Clustering is often used to identify natural groups in a dataset. Since the clustering technique does not depend on any independent variable, the clustering technique is said to be unsupervised learning. The classification technique is supervised as it models data for a target or dependent variable. This post describes clustering as a pre-processing task for classification. This post has used the Orange Data Mining tool to demonstrate the above scenario.
Following is the complete orange data mining workflow, and this is available in the Git Hub as well.
The attrition sample dataset is used to demonstrate the above scenario. This dataset contains 18 variables with 1470 instances. Then the Jaccard distance is used, and it is essential to remember that you may have to choose a different distance technique in order to improve the results.
Then hierarchical clustering is used for three clusters as too many clustering will have smaller clusters and may cause overfitting. Following is the cluster distribution for the three clusters.
After the clustering is completed, the dataset is selected for each cluster and unnecessary columns (Clsuter and Selected) are removed. Then for each cluster, different classification techniques were executed. This scenario uses SVM, Logistic Regression, Neural Network, Random Forest, AdaBoost, Naive Bayes, Tree, and kNN classification techniques.
When classification techniques were executed for the entire dataset, without clustering, the best classification technique was Logistic Regression with a Classification accuracy of 87%.
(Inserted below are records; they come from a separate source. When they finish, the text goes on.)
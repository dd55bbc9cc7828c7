//! Event types for the roster event system
//!
//! Provides shared event definitions and the EventBus used to fan out
//! post-commit notifications (audit log writers, live UIs, tests).

use crate::ActorId;
use serde::{Deserialize, Serialize};
use tokio::sync::broadcast;
use uuid::Uuid;

/// Roster event types
///
/// Emitted only after the transaction they describe has closed, so a
/// subscriber never observes an event for state that could still roll back.
#[derive(Debug, Clone, PartialEq, Serialize, Deserialize)]
#[serde(tag = "type")]
pub enum RosterEvent {
    /// Student batch import committed
    ImportCommitted {
        batch_id: Uuid,
        actor_id: ActorId,
        students_created: usize,
        students_updated: usize,
        /// Names of classes synthesized by this batch
        groups_created: Vec<String>,
        /// Rows that became part of the plan (including superseded duplicates)
        rows_accepted: usize,
        /// Rows dropped because a required field was empty
        rows_skipped: usize,
        /// Rows replaced by a later row with the same national id
        rows_superseded: usize,
        timestamp: chrono::DateTime<chrono::Utc>,
    },

    /// Student batch import aborted with zero persisted effect
    ImportFailed {
        batch_id: Uuid,
        actor_id: ActorId,
        /// Last stage reached before the abort ("received", "decoded", "planned")
        stage: String,
        /// Error kind ("schema_mismatch", "empty_batch", "conflict", ...)
        error_kind: String,
        reason: String,
        timestamp: chrono::DateTime<chrono::Utc>,
    },

    /// Class-list import committed
    GroupsImported {
        batch_id: Uuid,
        actor_id: ActorId,
        groups_created: Vec<String>,
        /// Names that already existed
        groups_skipped: usize,
        timestamp: chrono::DateTime<chrono::Utc>,
    },

    /// Single student created or updated
    StudentSaved {
        actor_id: ActorId,
        student_id: i64,
        national_student_id: String,
        created: bool,
        timestamp: chrono::DateTime<chrono::Utc>,
    },

    /// Student soft-deleted
    StudentRemoved {
        actor_id: ActorId,
        student_id: i64,
        national_student_id: String,
        timestamp: chrono::DateTime<chrono::Utc>,
    },
}

impl RosterEvent {
    /// Get event type as string for filtering
    pub fn event_type(&self) -> &str {
        match self {
            RosterEvent::ImportCommitted { .. } => "ImportCommitted",
            RosterEvent::ImportFailed { .. } => "ImportFailed",
            RosterEvent::GroupsImported { .. } => "GroupsImported",
            RosterEvent::StudentSaved { .. } => "StudentSaved",
            RosterEvent::StudentRemoved { .. } => "StudentRemoved",
        }
    }

    /// Audit log type recorded for this event
    pub fn log_type(&self) -> &'static str {
        match self {
            RosterEvent::ImportCommitted { .. } => "import-student",
            RosterEvent::ImportFailed { .. } => "import-student-failed",
            RosterEvent::GroupsImported { .. } => "import-class",
            RosterEvent::StudentSaved { .. } => "create-student-success",
            RosterEvent::StudentRemoved { .. } => "delete-student",
        }
    }

    /// Actor the event is attributed to
    pub fn actor_id(&self) -> ActorId {
        match self {
            RosterEvent::ImportCommitted { actor_id, .. }
            | RosterEvent::ImportFailed { actor_id, .. }
            | RosterEvent::GroupsImported { actor_id, .. }
            | RosterEvent::StudentSaved { actor_id, .. }
            | RosterEvent::StudentRemoved { actor_id, .. } => *actor_id,
        }
    }

    /// Short human-readable summary
    pub fn message(&self) -> String {
        match self {
            RosterEvent::ImportCommitted {
                students_created,
                students_updated,
                groups_created,
                ..
            } => format!(
                "Student import committed: {} created, {} updated, {} classes created",
                students_created,
                students_updated,
                groups_created.len()
            ),
            RosterEvent::ImportFailed { stage, reason, .. } => {
                format!("Student import failed after {}: {}", stage, reason)
            }
            RosterEvent::GroupsImported { groups_created, groups_skipped, .. } => format!(
                "Class import committed: {} created, {} already existed",
                groups_created.len(),
                groups_skipped
            ),
            RosterEvent::StudentSaved { national_student_id, created, .. } => {
                if *created {
                    format!("Student {} created", national_student_id)
                } else {
                    format!("Student {} updated", national_student_id)
                }
            }
            RosterEvent::StudentRemoved { national_student_id, .. } => {
                format!("Student {} deleted", national_student_id)
            }
        }
    }
}

/// Central event distribution bus
///
/// Uses tokio::broadcast internally:
/// - Non-blocking publish (slow subscribers don't block producers)
/// - Multiple concurrent subscribers
/// - Lagged message detection for slow subscribers
///
/// # Examples
///
/// ```
/// use roster_common::events::{EventBus, RosterEvent};
///
/// let event_bus = EventBus::new(100);
/// let mut rx = event_bus.subscribe();
///
/// event_bus.emit_lossy(RosterEvent::StudentRemoved {
///     actor_id: 1,
///     student_id: 7,
///     national_student_id: "111".to_string(),
///     timestamp: chrono::Utc::now(),
/// });
///
/// assert_eq!(rx.try_recv().unwrap().event_type(), "StudentRemoved");
/// ```
#[derive(Clone)]
pub struct EventBus {
    tx: broadcast::Sender<RosterEvent>,
    capacity: usize,
}

impl EventBus {
    /// Creates a new EventBus with specified channel capacity
    ///
    /// `capacity` is the number of events buffered before the oldest are dropped.
    pub fn new(capacity: usize) -> Self {
        let (tx, _) = broadcast::channel(capacity);
        Self { tx, capacity }
    }

    /// Subscribe to all future events
    ///
    /// Events emitted before subscription are not received.
    pub fn subscribe(&self) -> broadcast::Receiver<RosterEvent> {
        self.tx.subscribe()
    }

    /// Emit an event to all subscribers
    ///
    /// Returns `Ok(subscriber_count)` if at least one subscriber exists.
    #[allow(clippy::result_large_err)]
    pub fn emit(
        &self,
        event: RosterEvent,
    ) -> Result<usize, broadcast::error::SendError<RosterEvent>> {
        self.tx.send(event)
    }

    /// Emit an event, ignoring if no subscribers are listening
    pub fn emit_lossy(&self, event: RosterEvent) {
        let _ = self.tx.send(event);
    }

    /// Get the current number of active subscribers
    pub fn subscriber_count(&self) -> usize {
        self.tx.receiver_count()
    }

    /// Get the configured channel capacity
    pub fn capacity(&self) -> usize {
        self.capacity
    }
}

#[cfg(test)]
mod tests {
    use super::*;

    fn failed_event() -> RosterEvent {
        RosterEvent::ImportFailed {
            batch_id: Uuid::new_v4(),
            actor_id: 3,
            stage: "received".to_string(),
            error_kind: "empty_batch".to_string(),
            reason: "No valid rows found in the batch".to_string(),
            timestamp: chrono::Utc::now(),
        }
    }

    #[test]
    fn test_eventbus_new() {
        let bus = EventBus::new(100);
        assert_eq!(bus.capacity(), 100);
        assert_eq!(bus.subscriber_count(), 0);
    }

    #[test]
    fn test_eventbus_emit_without_subscribers_fails() {
        let bus = EventBus::new(10);
        assert!(bus.emit(failed_event()).is_err());
        // Lossy variant must not panic either
        bus.emit_lossy(failed_event());
    }

    #[test]
    fn test_eventbus_multiple_subscribers() {
        let bus = EventBus::new(10);
        let mut rx1 = bus.subscribe();
        let mut rx2 = bus.subscribe();

        assert_eq!(bus.emit(failed_event()).unwrap(), 2);

        assert_eq!(rx1.try_recv().unwrap().event_type(), "ImportFailed");
        assert_eq!(rx2.try_recv().unwrap().event_type(), "ImportFailed");
    }

    #[test]
    fn test_event_serialization_is_tagged() {
        let json = serde_json::to_value(failed_event()).unwrap();
        assert_eq!(json["type"], "ImportFailed");
        assert_eq!(json["actor_id"], 3);
        assert_eq!(json["error_kind"], "empty_batch");
    }

    #[test]
    fn test_log_types_and_actor() {
        let event = RosterEvent::GroupsImported {
            batch_id: Uuid::new_v4(),
            actor_id: 9,
            groups_created: vec!["10A".to_string()],
            groups_skipped: 2,
            timestamp: chrono::Utc::now(),
        };
        assert_eq!(event.log_type(), "import-class");
        assert_eq!(event.actor_id(), 9);
        assert_eq!(event.message(), "Class import committed: 1 created, 2 already existed");
        assert_eq!(failed_event().log_type(), "import-student-failed");
    }
}
//! Unit tests for configuration and graceful degradation
//!
//! Note: Uses serial_test crate to prevent ENV variable race conditions.
//! Tests that manipulate ROSTER_ROOT_FOLDER or ROSTER_CONFIG are marked with #[serial].

use roster_common::config::{
    RootFolderInitializer, RootFolderResolver, TomlConfig, CONFIG_FILE_ENV, DATABASE_FILE_NAME,
    ROOT_FOLDER_ENV,
};
use serial_test::serial;
use std::env;
use std::path::{Path, PathBuf};

#[test]
fn test_defaults_when_sections_missing() {
    let config = TomlConfig::parse("").unwrap();

    assert_eq!(config.logging.level, "info");
    assert_eq!(config.import.columns.name, "Name");
    assert_eq!(config.import.columns.national_id, "NationalId");
    assert_eq!(config.import.columns.local_id, "LocalId");
    assert_eq!(config.import.columns.group_name, "GroupName");
    assert_eq!(config.import.class_column, "GroupName");
    assert_eq!(config.import.max_rows_per_statement, 500);
    assert!(config.import.start_timeout_ms.is_none());
}

#[test]
fn test_custom_header_labels() {
    let config = TomlConfig::parse(
        r#"
        [logging]
        level = "debug"

        [import]
        class_column = "Kelas"
        start_timeout_ms = 2000

        [import.columns]
        name = "Nama"
        national_id = "NISN"
        local_id = "NIS"
        group_name = "Kelas"
        "#,
    )
    .unwrap();

    assert_eq!(config.logging.level, "debug");
    assert_eq!(config.import.columns.name, "Nama");
    assert_eq!(config.import.columns.national_id, "NISN");
    assert_eq!(config.import.columns.local_id, "NIS");
    assert_eq!(config.import.columns.group_name, "Kelas");
    assert_eq!(config.import.class_column, "Kelas");
    assert_eq!(config.import.start_timeout_ms, Some(2000));
    // Untouched keys keep their defaults
    assert_eq!(config.import.event_capacity, 100);
}

#[test]
fn test_invalid_values_rejected() {
    assert!(TomlConfig::parse("[import]\nmax_rows_per_statement = 0").is_err());
    assert!(TomlConfig::parse("[import.columns]\nname = \"  \"").is_err());
    assert!(TomlConfig::parse("not = [valid").is_err());
}

#[test]
fn test_database_path_resolution() {
    let root = PathBuf::from("/srv/roster");

    let config = TomlConfig::default();
    assert_eq!(config.resolve_database_path(&root), root.join(DATABASE_FILE_NAME));

    let config = TomlConfig::parse("database_path = \"data/school.db\"").unwrap();
    assert_eq!(config.resolve_database_path(&root), root.join("data/school.db"));

    let config = TomlConfig::parse("database_path = \"/var/db/school.db\"").unwrap();
    assert_eq!(config.resolve_database_path(&root), PathBuf::from("/var/db/school.db"));
}

#[test]
#[serial]
fn test_resolver_priority_order() {
    env::remove_var(ROOT_FOLDER_ENV);

    let toml = TomlConfig::parse("root_folder = \"/tmp/roster-from-toml\"").unwrap();

    // TOML beats the compiled default
    let resolver = RootFolderResolver::new().with_toml(&toml);
    assert_eq!(resolver.resolve(), PathBuf::from("/tmp/roster-from-toml"));

    // Environment beats TOML
    env::set_var(ROOT_FOLDER_ENV, "/tmp/roster-from-env");
    assert_eq!(resolver.resolve(), PathBuf::from("/tmp/roster-from-env"));

    // CLI beats everything
    let resolver = resolver.with_cli_arg(Some(PathBuf::from("/tmp/roster-from-cli")));
    assert_eq!(resolver.resolve(), PathBuf::from("/tmp/roster-from-cli"));

    env::remove_var(ROOT_FOLDER_ENV);
}

#[test]
#[serial]
fn test_resolver_with_no_overrides_uses_default() {
    env::remove_var(ROOT_FOLDER_ENV);

    let root_folder = RootFolderResolver::new().resolve();
    assert!(!root_folder.as_os_str().is_empty());
}

#[test]
#[serial]
fn test_missing_config_file_falls_back_to_defaults() {
    env::remove_var(CONFIG_FILE_ENV);

    let config = TomlConfig::load_or_default(Some(Path::new(
        "/tmp/roster-definitely-missing/config.toml",
    )));
    assert_eq!(config.logging.level, "info");
}

#[test]
#[serial]
fn test_config_file_from_env() {
    let dir = tempfile::tempdir().unwrap();
    let path = dir.path().join("roster.toml");
    std::fs::write(&path, "[logging]\nlevel = \"warn\"\n").unwrap();

    env::set_var(CONFIG_FILE_ENV, &path);
    let config = TomlConfig::load_or_default(None);
    env::remove_var(CONFIG_FILE_ENV);

    assert_eq!(config.logging.level, "warn");
}

#[test]
#[serial]
fn test_broken_config_file_falls_back_to_defaults() {
    let dir = tempfile::tempdir().unwrap();
    let path = dir.path().join("roster.toml");
    std::fs::write(&path, "[import]\nmax_rows_per_statement = 0\n").unwrap();

    let config = TomlConfig::load_or_default(Some(path.as_path()));
    assert_eq!(config.import.max_rows_per_statement, 500);
}

#[test]
fn test_initializer_creates_directory() {
    let dir = tempfile::tempdir().unwrap();
    let root = dir.path().join("nested").join("roster");

    let initializer = RootFolderInitializer::new(root.clone());
    initializer.ensure_directory_exists().unwrap();
    // Idempotent
    initializer.ensure_directory_exists().unwrap();

    assert!(root.is_dir());
    assert_eq!(initializer.database_path(), root.join(DATABASE_FILE_NAME));
}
Following are the classification accuracies and other evaluation parameters for each cluster once it is evaluated with all the above said eight different classification techniques.
The above table shows that C1 and C2 clusters have higher accuracy than the full dataset. However, the third cluster performance is not as good as the overall dataset classification.
This technique is better when there are large volumes of data if not clustering will reduce the data which can lead to model overfitting.